Automatically associated channels: Cav2.1 , Slo1

Title: Cav2.1 in cerebellar Purkinje cells regulates competitive excitatory synaptic wiring, cell survival, and cerebellar biochemical compartmentalization.

Authors: Taisuke Miyazaki, Miwako Yamasaki, Kouichi Hashimoto, Maya Yamazaki, Manabu Abe, Hiroshi Usui, Masanobu Kano, Kenji Sakimura, Masahiko Watanabe

Journal, date & volume: J. Neurosci., 2012 Jan 25 , 32, 1311-28

PubMed link: http://www.ncbi.nlm.nih.gov/pubmed/22279216

Abstract
In the adult cerebellum, each Purkinje cell (PC) is innervated by a single climbing fiber (CF) in proximal dendrites and 10(5)-10(6) parallel fibers (PFs) in distal dendrites. This organized wiring is established postnatally through heterosynaptic competition between PFs and CFs and homosynaptic competition among multiple CFs. Using PC-specific Cav2.1 knock-out mice (PC-Cav2.1 KO mice), we have demonstrated recently that postsynaptic Cav2.1 plays a key role in the homosynaptic competition by promoting functional strengthening and dendritic translocation of single "winner" CFs. Here, we report that Cav2.1 in PCs, but not in granule cells, is also essential for the heterosynaptic competition. In PC-Cav2.1 KO mice, the extent of CF territory was limited to the soma and basal dendrites, whereas PF territory was expanded reciprocally. Consequently, the proximal somatodendritic domain of PCs displayed hyperspiny transformation and fell into chaotic innervation by multiple CFs and numerous PFs. PC-Cav2.1 KO mice also displayed patterned degeneration of PCs, which occurred preferentially in aldolase C/zebrin II-negative cerebellar compartments. Furthermore, the mutually complementary expression of phospholipase Cβ3 (PLCβ3) and PLCβ4 was altered such that their normally sharp boundary was blurred in the PCs of PC-Cav2.1 KO mice.
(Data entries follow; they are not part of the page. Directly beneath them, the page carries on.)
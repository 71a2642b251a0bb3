//! Command modules for the `rill` CLI.
//!
//! Each subcommand is a thin wrapper over `rillc_par::parse` and
//! `rillc_eval::evaluate_with_config`; this module also holds the shared
//! diagnostic-rendering helper both subcommands use to report errors.

pub mod diagnostics;
pub mod repl;
pub mod run;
This blurring was caused by an impaired posttranscriptional downregulation of PLCβ3 in PLCβ4-dominant PCs during the early postnatal period. A similar alteration was noted in the banded expression of the glutamate transporter EAAT4 in PC-Cav2.1 KO mice. Therefore, Cav2.1 in PCs is essential for competitive synaptic wiring, cell survival, and the establishment of precise boundaries and reciprocity of biochemical compartments in PCs.